[Provided data — start]

//! Environment bootstrap: turn legacy sources into a canonical `tt.yaml`.
//!
//! The run moves through fixed steps: check for an existing config (and ask
//! before replacing it), consult the legacy loader chain, infer the
//! instances-enabled directory for bare environments, then write the config
//! and create every directory it references.
use anyhow::{Context as _, Result};
use std::io::{BufRead, Write};
use std::path::{Path, PathBuf};

use crate::config::{self, Config, INSTANCES_ENABLED_DIR_NAME, app_dir};
use crate::error::InitError;
use crate::exec::Executor;
use crate::legacy::{DirectoryInfo, LayoutKind, LoaderChain};
use crate::logging::Log;
use crate::prompt;

/// Options controlling a bootstrap run.
#[derive(Debug, Clone, Default)]
pub struct InitOptions {
    /// Replace an existing config without asking.
    pub force: bool,
    /// Ignore legacy sources and write defaults.
    pub skip_config: bool,
    /// Interpreter used to evaluate `.tarantoolctl`.
    pub tarantool: Option<PathBuf>,
}

/// How a bootstrap run ended.
#[derive(Debug, Clone, PartialEq, Eq)]
pub enum InitOutcome {
    /// The config was written to this path.
    Written(PathBuf),
    /// The user declined to overwrite an existing config; nothing changed.
    Cancelled,
}

/// Orchestrates a bootstrap run in one working directory.
#[derive(Debug)]
pub struct ConfigBootstrapper<'a> {
    dir: &'a Path,
    executor: &'a dyn Executor,
    log: &'a dyn Log,
}

impl<'a> ConfigBootstrapper<'a> {
    /// Create a bootstrapper for the environment rooted at `dir`.
    #[must_use]
    pub const fn new(dir: &'a Path, executor: &'a dyn Executor, log: &'a dyn Log) -> Self {
        Self { dir, executor, log }
    }

    /// Run the bootstrap with the standard legacy loader chain.
    ///
    /// `reader` and `writer` carry the overwrite confirmation prompt; they are
    /// untouched unless a config exists and `force` is off.
    ///
    /// # Errors
    ///
    /// Returns an error if a present legacy source cannot be loaded, the
    /// config cannot be written, or a referenced directory cannot be created.
    pub fn run(
        &self,
        opts: &InitOptions,
        reader: &mut dyn BufRead,
        writer: &mut dyn Write,
    ) -> Result<InitOutcome> {
        let chain = LoaderChain::standard(self.executor, opts.tarantool.as_deref());
        self.run_with_chain(opts, &chain, reader, writer)
    }

    /// Run the bootstrap consulting `chain` for legacy sources.
    ///
    /// # Errors
    ///
    /// See [`run`](Self::run).
    pub fn run_with_chain(
        &self,
        opts: &InitOptions,
        chain: &LoaderChain<'_>,
        reader: &mut dyn BufRead,
        writer: &mut dyn Write,
    ) -> Result<InitOutcome> {
        let Some(config_path) = self.check_existing(opts.force, reader, writer)? else {
            self.log.info("Init is cancelled by user.");
            return Ok(InitOutcome::Cancelled);
        };

        let mut info = if opts.skip_config {
            self.log.debug("Skipping legacy configuration sources");
            DirectoryInfo::default()
        } else {
            chain.run(self.dir, self.log)?.into_directory_info()
        };

        if !app_dir::is_app(self.dir) && info.instances_enabled.is_none() {
            self.log.debug(&format!(
                "{} is not an application directory, using '{INSTANCES_ENABLED_DIR_NAME}'",
                self.dir.display()
            ));
            info.instances_enabled = Some(INSTANCES_ENABLED_DIR_NAME.to_string());
        }

        let mut cfg = Config::defaults();
        apply_directory_info(&mut cfg, &info);
        config::write(&config_path, &cfg)?;
        create_directories(self.dir, &cfg.managed_directories(), self.log)?;

        self.log.info(&format!(
            "Environment config is written to '{}'",
            display_name(&config_path)
        ));
        Ok(InitOutcome::Written(config_path))
    }

    /// Resolve the config path, removing an existing file once the user (or
    /// `force`) agrees. Returns `None` when the user declines.
    fn check_existing(
        &self,
        force: bool,
        reader: &mut dyn BufRead,
        writer: &mut dyn Write,
    ) -> Result<Option<PathBuf>> {
        let path = config::resolve_file_name(self.dir)?;
        match std::fs::metadata(&path) {
            Ok(_) => {}
            Err(e) if e.kind() == std::io::ErrorKind::NotFound => return Ok(Some(path)),
            Err(e) => {
                return Err(e).with_context(|| format!("checking {}", path.display()));
            }
        }

        if !force {
            let question = format!("{} already exists. Overwrite?", display_name(&path));
            if !prompt::ask_confirm(reader, writer, &question)? {
                return Ok(None);
            }
        }

        std::fs::remove_file(&path).with_context(|| format!("removing {}", path.display()))?;
        self.log.debug(&format!("Removed existing {}", path.display()));
        Ok(Some(path))
    }
}

fn display_name(path: &Path) -> String {
    path.file_name().map_or_else(
        || path.display().to_string(),
        |n| n.to_string_lossy().into_owned(),
    )
}

/// Override `config` with every non-empty field of `info`.
///
/// The layout flag is always taken from `info`.
pub fn apply_directory_info(config: &mut Config, info: &DirectoryInfo) {
    let app = &mut config.tt.app;
    let overrides = [
        (&mut app.run_dir, &info.run_dir),
        (&mut app.wal_dir, &info.wal_dir),
        (&mut app.vinyl_dir, &info.vinyl_dir),
        (&mut app.memtx_dir, &info.memtx_dir),
        (&mut app.log_dir, &info.log_dir),
        (&mut app.instances_enabled, &info.instances_enabled),
    ];
    for (field, value) in overrides {
        if let Some(v) = value.as_deref().filter(|v| !v.is_empty()) {
            v.clone_into(field);
        }
    }
    app.tarantoolctl_layout = info.layout == LayoutKind::Tarantoolctl;
}

/// Create each of `dirs` (relative to `root`, with missing parents).
///
/// Existing directories are accepted; empty entries are skipped.
///
/// # Errors
///
/// Returns [`InitError::CreateDir`] for the first directory that cannot be
/// created. Directories created before it are left in place.
pub fn create_directories(root: &Path, dirs: &[&str], log: &dyn Log) -> Result<(), InitError> {
    for dir in dirs.iter().filter(|d| !d.is_empty()) {
        let path = root.join(dir);
        let mut builder = std::fs::DirBuilder::new();
        builder.recursive(true);
        #[cfg(unix)]
        {
            use std::os::unix::fs::DirBuilderExt as _;
            builder.mode(0o750);
        }
        builder.create(&path).map_err(|source| InitError::CreateDir {
            path: path.display().to_string(),
            source,
        })?;
        log.debug(&format!("'{dir}' directory is created."));
    }
    Ok(())
}
//! Target architecture detection and naming.
use std::fmt;
use std::str::FromStr;

use crate::error::PlatformError;

/// CPU architecture a package is built for.
#[derive(Debug, Clone, Copy, PartialEq, Eq, Hash)]
pub enum Arch {
    /// 64-bit x86.
    X86_64,
    /// 64-bit ARM.
    Aarch64,
}

impl Arch {
    /// Detect the architecture of the running system.
    ///
    /// # Errors
    ///
    /// Returns [`PlatformError::UnsupportedArch`] when the architecture has
    /// no package naming convention.
    pub fn detect() -> Result<Self, PlatformError> {
        std::env::consts::ARCH.parse()
    }

    /// Architecture name as used by RPM and archive file names.
    #[must_use]
    pub const fn as_str(self) -> &'static str {
        match self {
            Self::X86_64 => "x86_64",
            Self::Aarch64 => "aarch64",
        }
    }

    /// Architecture name as used by Debian packages.
    #[must_use]
    pub const fn deb_name(self) -> &'static str {
        match self {
            Self::X86_64 => "amd64",
            Self::Aarch64 => "arm64",
        }
    }
}

impl fmt::Display for Arch {
    fn fmt(&self, f: &mut fmt::Formatter<'_>) -> fmt::Result {
        f.write_str(self.as_str())
    }
}

impl FromStr for Arch {
    type Err = PlatformError;

    fn from_str(s: &str) -> Result<Self, Self::Err> {
        match s {
            "x86_64" | "amd64" => Ok(Self::X86_64),
            "aarch64" | "arm64" => Ok(Self::Aarch64),
            other => Err(PlatformError::UnsupportedArch(other.to_string())),
        }
    }
}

[Provided data — finish]

Activity -> Without omitting anything, set down all the entries above again.

Completed task ->
//! Environment bootstrap: turn legacy sources into a canonical `tt.yaml`.
//!
//! The run moves through fixed steps: check for an existing config (and ask
//! before replacing it), consult the legacy loader chain, infer the
//! instances-enabled directory for bare environments, then write the config
//! and create every directory it references.
use anyhow::{Context as _, Result};
use std::io::{BufRead, Write};
use std::path::{Path, PathBuf};

use crate::config::{self, Config, INSTANCES_ENABLED_DIR_NAME, app_dir};
use crate::error::InitError;
use crate::exec::Executor;
use crate::legacy::{DirectoryInfo, LayoutKind, LoaderChain};
use crate::logging::Log;
use crate::prompt;

/// Options controlling a bootstrap run.
#[derive(Debug, Clone, Default)]
pub struct InitOptions {
    /// Replace an existing config without asking.
    pub force: bool,
    /// Ignore legacy sources and write defaults.
    pub skip_config: bool,
    /// Interpreter used to evaluate `.tarantoolctl`.
    pub tarantool: Option<PathBuf>,
}

/// How a bootstrap run ended.
#[derive(Debug, Clone, PartialEq, Eq)]
pub enum InitOutcome {
    /// The config was written to this path.
    Written(PathBuf),
    /// The user declined to overwrite an existing config; nothing changed.
    Cancelled,
}

/// Orchestrates a bootstrap run in one working directory.
#[derive(Debug)]
pub struct ConfigBootstrapper<'a> {
    dir: &'a Path,
    executor: &'a dyn Executor,
    log: &'a dyn Log,
}

impl<'a> ConfigBootstrapper<'a> {
    /// Create a bootstrapper for the environment rooted at `dir`.
    #[must_use]
    pub const fn new(dir: &'a Path, executor: &'a dyn Executor, log: &'a dyn Log) -> Self {
        Self { dir, executor, log }
    }

    /// Run the bootstrap with the standard legacy loader chain.
    ///
    /// `reader` and `writer` carry the overwrite confirmation prompt; they are
    /// untouched unless a config exists and `force` is off.
    ///
    /// # Errors
    ///
    /// Returns an error if a present legacy source cannot be loaded, the
    /// config cannot be written, or a referenced directory cannot be created.
    pub fn run(
        &self,
        opts: &InitOptions,
        reader: &mut dyn BufRead,
        writer: &mut dyn Write,
    ) -> Result<InitOutcome> {
        let chain = LoaderChain::standard(self.executor, opts.tarantool.as_deref());
        self.run_with_chain(opts, &chain, reader, writer)
    }

    /// Run the bootstrap consulting `chain` for legacy sources.
    ///
    /// # Errors
    ///
    /// See [`run`](Self::run).
    pub fn run_with_chain(
        &self,
        opts: &InitOptions,
        chain: &LoaderChain<'_>,
        reader: &mut dyn BufRead,
        writer: &mut dyn Write,
    ) -> Result<InitOutcome> {
        let Some(config_path) = self.check_existing(opts.force, reader, writer)? else {
            self.log.info("Init is cancelled by user.");
            return Ok(InitOutcome::Cancelled);
        };

        let mut info = if opts.skip_config {
            self.log.debug("Skipping legacy configuration sources");
            DirectoryInfo::default()
        } else {
            chain.run(self.dir, self.log)?.into_directory_info()
        };

        if !app_dir::is_app(self.dir) && info.instances_enabled.is_none() {
            self.log.debug(&format!(
                "{} is not an application directory, using '{INSTANCES_ENABLED_DIR_NAME}'",
                self.dir.display()
            ));
            info.instances_enabled = Some(INSTANCES_ENABLED_DIR_NAME.to_string());
        }

        let mut cfg = Config::defaults();
        apply_directory_info(&mut cfg, &info);
        config::write(&config_path, &cfg)?;
        create_directories(self.dir, &cfg.managed_directories(), self.log)?;

        self.log.info(&format!(
            "Environment config is written to '{}'",
            display_name(&config_path)
        ));
        Ok(InitOutcome::Written(config_path))
    }

    /// Resolve the config path, removing an existing file once the user (or
    /// `force`) agrees. Returns `None` when the user declines.
    fn check_existing(
        &self,
        force: bool,
        reader: &mut dyn BufRead,
        writer: &mut dyn Write,
    ) -> Result<Option<PathBuf>> {
        let path = config::resolve_file_name(self.dir)?;
        match std::fs::metadata(&path) {
            Ok(_) => {}
            Err(e) if e.kind() == std::io::ErrorKind::NotFound => return Ok(Some(path)),
            Err(e) => {
                return Err(e).with_context(|| format!("checking {}", path.display()));
            }
        }

        if !force {
            let question = format!("{} already exists. Overwrite?", display_name(&path));
            if !prompt::ask_confirm(reader, writer, &question)? {
                return Ok(None);
            }
        }

        std::fs::remove_file(&path).with_context(|| format!("removing {}", path.display()))?;
        self.log.debug(&format!("Removed existing {}", path.display()));
        Ok(Some(path))
    }
}

fn display_name(path: &Path) -> String {
    path.file_name().map_or_else(
        || path.display().to_string(),
        |n| n.to_string_lossy().into_owned(),
    )
}

/// Override `config` with every non-empty field of `info`.
///
/// The layout flag is always taken from `info`.
pub fn apply_directory_info(config: &mut Config, info: &DirectoryInfo) {
    let app = &mut config.tt.app;
    let overrides = [
        (&mut app.run_dir, &info.run_dir),
        (&mut app.wal_dir, &info.wal_dir),
        (&mut app.vinyl_dir, &info.vinyl_dir),
        (&mut app.memtx_dir, &info.memtx_dir),
        (&mut app.log_dir, &info.log_dir),
        (&mut app.instances_enabled, &info.instances_enabled),
    ];
    for (field, value) in overrides {
        if let Some(v) = value.as_deref().filter(|v| !v.is_empty()) {
            v.clone_into(field);
        }
    }
    app.tarantoolctl_layout = info.layout == LayoutKind::Tarantoolctl;
}

/// Create each of `dirs` (relative to `root`, with missing parents).
///
/// Existing directories are accepted; empty entries are skipped.
///
/// # Errors
///
/// Returns [`InitError::CreateDir`] for the first directory that cannot be
/// created. Directories created before it are left in place.
pub fn create_directories(root: &Path, dirs: &[&str], log: &dyn Log) -> Result<(), InitError> {
    for dir in dirs.iter().filter(|d| !d.is_empty()) {
        let path = root.join(dir);
        let mut builder = std::fs::DirBuilder::new();
        builder.recursive(true);
        #[cfg(unix)]
        {
            use std::os::unix::fs::DirBuilderExt as _;
            builder.mode(0o750);
        }
        builder.create(&path).map_err(|source| InitError::CreateDir {
            path: path.display().to_string(),
            source,
        })?;
        log.debug(&format!("'{dir}' directory is created."));
    }
    Ok(())
}
//! Target architecture detection and naming.
use std::fmt;
use std::str::FromStr;

use crate::error::PlatformError;

/// CPU architecture a package is built for.
#[derive(Debug, Clone, Copy, PartialEq, Eq, Hash)]
pub enum Arch {
    /// 64-bit x86.
    X86_64,
    /// 64-bit ARM.
    Aarch64,
}

impl Arch {
    /// Detect the architecture of the running system.
    ///
    /// # Errors
    ///
    /// Returns [`PlatformError::UnsupportedArch`] when the architecture has
    /// no package naming convention.
    pub fn detect() -> Result<Self, PlatformError> {
        std::env::consts::ARCH.parse()
    }

    /// Architecture name as used by RPM and archive file names.
    #[must_use]
    pub const fn as_str(self) -> &'static str {
        match self {
            Self::X86_64 => "x86_64",
            Self::Aarch64 => "aarch64",
        }
    }

    /// Architecture name as used by Debian packages.
    #[must_use]
    pub const fn deb_name(self) -> &'static str {
        match self {
            Self::X86_64 => "amd64",
            Self::Aarch64 => "arm64",
        }
    }
}

impl fmt::Display for Arch {
    fn fmt(&self, f: &mut fmt::Formatter<'_>) -> fmt::Result {
        f.write_str(self.as_str())
    }
}

impl FromStr for Arch {
    type Err = PlatformError;

    fn from_str(s: &str) -> Result<Self, Self::Err> {
        match s {
            "x86_64" | "amd64" => Ok(Self::X86_64),
            "aarch64" | "arm64" => Ok(Self::Aarch64),
            other => Err(PlatformError::UnsupportedArch(other.to_string())),
        }
    }
}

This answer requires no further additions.